» Work required: The word to look for is "type". Report every line of the entries below that has it.

:: Entries shown ::

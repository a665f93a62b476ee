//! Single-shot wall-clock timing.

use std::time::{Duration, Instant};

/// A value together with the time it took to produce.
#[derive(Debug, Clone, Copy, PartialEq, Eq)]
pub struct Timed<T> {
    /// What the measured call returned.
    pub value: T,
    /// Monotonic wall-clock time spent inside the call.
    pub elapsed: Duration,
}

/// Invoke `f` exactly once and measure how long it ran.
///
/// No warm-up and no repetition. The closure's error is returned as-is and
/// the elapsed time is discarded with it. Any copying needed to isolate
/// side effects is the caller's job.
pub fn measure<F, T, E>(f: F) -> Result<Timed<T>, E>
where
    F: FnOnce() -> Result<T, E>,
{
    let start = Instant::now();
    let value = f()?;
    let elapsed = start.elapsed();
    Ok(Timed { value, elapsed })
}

:::
:: Entries shown ::

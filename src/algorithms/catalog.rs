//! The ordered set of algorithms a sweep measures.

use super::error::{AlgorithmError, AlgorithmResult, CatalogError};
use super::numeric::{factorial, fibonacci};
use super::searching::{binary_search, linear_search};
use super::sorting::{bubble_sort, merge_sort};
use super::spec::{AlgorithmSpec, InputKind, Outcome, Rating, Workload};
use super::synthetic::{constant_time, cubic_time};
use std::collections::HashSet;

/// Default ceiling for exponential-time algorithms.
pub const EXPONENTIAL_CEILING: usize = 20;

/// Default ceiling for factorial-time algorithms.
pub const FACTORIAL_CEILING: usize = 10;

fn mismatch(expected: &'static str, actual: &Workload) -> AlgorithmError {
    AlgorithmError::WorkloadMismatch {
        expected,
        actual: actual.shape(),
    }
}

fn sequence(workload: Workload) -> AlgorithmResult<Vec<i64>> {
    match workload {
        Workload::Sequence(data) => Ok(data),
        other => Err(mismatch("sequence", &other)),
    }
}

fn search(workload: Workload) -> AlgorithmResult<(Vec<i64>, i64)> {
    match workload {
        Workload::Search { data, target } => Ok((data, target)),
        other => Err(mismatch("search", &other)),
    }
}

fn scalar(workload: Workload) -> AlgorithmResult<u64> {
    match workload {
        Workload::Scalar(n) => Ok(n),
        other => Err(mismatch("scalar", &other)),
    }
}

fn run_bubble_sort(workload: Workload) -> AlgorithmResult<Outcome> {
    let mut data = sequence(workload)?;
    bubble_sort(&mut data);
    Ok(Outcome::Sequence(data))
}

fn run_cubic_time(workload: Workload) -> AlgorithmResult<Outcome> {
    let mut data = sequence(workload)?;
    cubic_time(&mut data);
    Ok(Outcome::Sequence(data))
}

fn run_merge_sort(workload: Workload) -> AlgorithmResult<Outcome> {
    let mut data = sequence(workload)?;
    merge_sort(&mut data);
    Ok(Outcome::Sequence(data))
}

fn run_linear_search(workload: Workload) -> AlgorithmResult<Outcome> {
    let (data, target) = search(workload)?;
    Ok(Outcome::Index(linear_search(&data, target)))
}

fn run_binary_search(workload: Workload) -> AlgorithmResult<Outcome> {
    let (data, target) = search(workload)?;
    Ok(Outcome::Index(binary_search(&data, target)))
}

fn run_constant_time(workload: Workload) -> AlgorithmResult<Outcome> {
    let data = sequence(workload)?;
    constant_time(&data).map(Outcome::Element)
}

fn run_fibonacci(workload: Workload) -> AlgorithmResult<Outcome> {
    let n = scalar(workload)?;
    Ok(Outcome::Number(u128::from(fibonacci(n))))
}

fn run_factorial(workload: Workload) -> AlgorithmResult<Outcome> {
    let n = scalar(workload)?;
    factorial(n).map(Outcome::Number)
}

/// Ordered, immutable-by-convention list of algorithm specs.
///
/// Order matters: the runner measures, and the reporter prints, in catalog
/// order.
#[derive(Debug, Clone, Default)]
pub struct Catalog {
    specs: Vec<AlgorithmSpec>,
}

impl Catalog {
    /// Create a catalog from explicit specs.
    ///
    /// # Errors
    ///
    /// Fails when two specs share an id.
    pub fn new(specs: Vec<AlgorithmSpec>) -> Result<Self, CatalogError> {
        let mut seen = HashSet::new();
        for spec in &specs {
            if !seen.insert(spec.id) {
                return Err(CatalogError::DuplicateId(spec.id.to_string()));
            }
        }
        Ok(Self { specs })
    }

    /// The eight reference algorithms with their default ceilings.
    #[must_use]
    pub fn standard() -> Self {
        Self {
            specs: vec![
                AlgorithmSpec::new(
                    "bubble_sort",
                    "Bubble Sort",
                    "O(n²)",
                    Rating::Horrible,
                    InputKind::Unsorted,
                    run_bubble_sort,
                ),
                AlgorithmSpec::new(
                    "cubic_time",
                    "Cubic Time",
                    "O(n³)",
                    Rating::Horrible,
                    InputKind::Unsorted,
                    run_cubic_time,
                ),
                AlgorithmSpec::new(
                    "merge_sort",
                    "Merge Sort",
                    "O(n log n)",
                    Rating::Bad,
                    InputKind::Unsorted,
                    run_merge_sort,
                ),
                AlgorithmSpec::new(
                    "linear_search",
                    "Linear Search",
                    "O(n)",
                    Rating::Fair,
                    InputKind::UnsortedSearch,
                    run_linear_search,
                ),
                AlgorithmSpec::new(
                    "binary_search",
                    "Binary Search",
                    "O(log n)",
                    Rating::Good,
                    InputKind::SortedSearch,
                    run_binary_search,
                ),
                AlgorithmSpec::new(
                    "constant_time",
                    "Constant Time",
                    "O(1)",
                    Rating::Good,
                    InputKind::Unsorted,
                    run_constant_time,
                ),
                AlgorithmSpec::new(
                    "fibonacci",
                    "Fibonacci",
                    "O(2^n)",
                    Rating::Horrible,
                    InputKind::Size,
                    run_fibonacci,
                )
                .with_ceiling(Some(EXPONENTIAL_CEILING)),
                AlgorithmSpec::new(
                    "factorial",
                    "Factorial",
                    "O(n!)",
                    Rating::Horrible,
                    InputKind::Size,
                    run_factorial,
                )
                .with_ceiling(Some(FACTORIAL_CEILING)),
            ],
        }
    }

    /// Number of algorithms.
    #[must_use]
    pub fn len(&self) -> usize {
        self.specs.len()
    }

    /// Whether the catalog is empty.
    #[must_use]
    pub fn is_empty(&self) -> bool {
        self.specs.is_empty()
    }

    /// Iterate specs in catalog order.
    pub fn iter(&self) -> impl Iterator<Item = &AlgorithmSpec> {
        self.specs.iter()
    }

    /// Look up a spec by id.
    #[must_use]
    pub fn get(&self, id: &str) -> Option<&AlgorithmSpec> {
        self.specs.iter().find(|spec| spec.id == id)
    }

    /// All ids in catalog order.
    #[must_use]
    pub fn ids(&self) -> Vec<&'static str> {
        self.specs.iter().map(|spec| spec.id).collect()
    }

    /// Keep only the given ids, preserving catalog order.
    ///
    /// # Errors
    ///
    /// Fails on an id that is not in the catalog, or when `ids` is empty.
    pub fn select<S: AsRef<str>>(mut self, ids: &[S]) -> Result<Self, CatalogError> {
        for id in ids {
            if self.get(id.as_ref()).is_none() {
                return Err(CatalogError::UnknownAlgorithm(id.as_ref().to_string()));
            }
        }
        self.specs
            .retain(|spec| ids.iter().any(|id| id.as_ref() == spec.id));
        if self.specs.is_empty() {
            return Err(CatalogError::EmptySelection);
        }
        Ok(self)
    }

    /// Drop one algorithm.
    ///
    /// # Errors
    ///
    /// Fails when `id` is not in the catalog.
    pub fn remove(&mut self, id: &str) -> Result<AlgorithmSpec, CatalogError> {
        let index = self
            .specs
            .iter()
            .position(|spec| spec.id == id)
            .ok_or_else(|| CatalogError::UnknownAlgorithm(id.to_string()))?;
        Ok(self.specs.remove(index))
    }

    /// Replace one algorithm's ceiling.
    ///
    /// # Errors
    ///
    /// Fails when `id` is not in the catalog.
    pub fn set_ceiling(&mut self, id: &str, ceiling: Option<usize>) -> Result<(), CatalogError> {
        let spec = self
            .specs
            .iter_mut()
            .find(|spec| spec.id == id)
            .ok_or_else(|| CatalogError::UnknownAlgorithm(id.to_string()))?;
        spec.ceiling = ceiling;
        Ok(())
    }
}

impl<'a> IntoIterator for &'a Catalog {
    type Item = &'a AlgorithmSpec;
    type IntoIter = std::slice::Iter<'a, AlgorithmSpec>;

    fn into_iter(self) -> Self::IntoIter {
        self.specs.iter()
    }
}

:::

» Result of the exercise:
    type Item = &'a AlgorithmSpec;
    type IntoIter = std::slice::Iter<'a, AlgorithmSpec>;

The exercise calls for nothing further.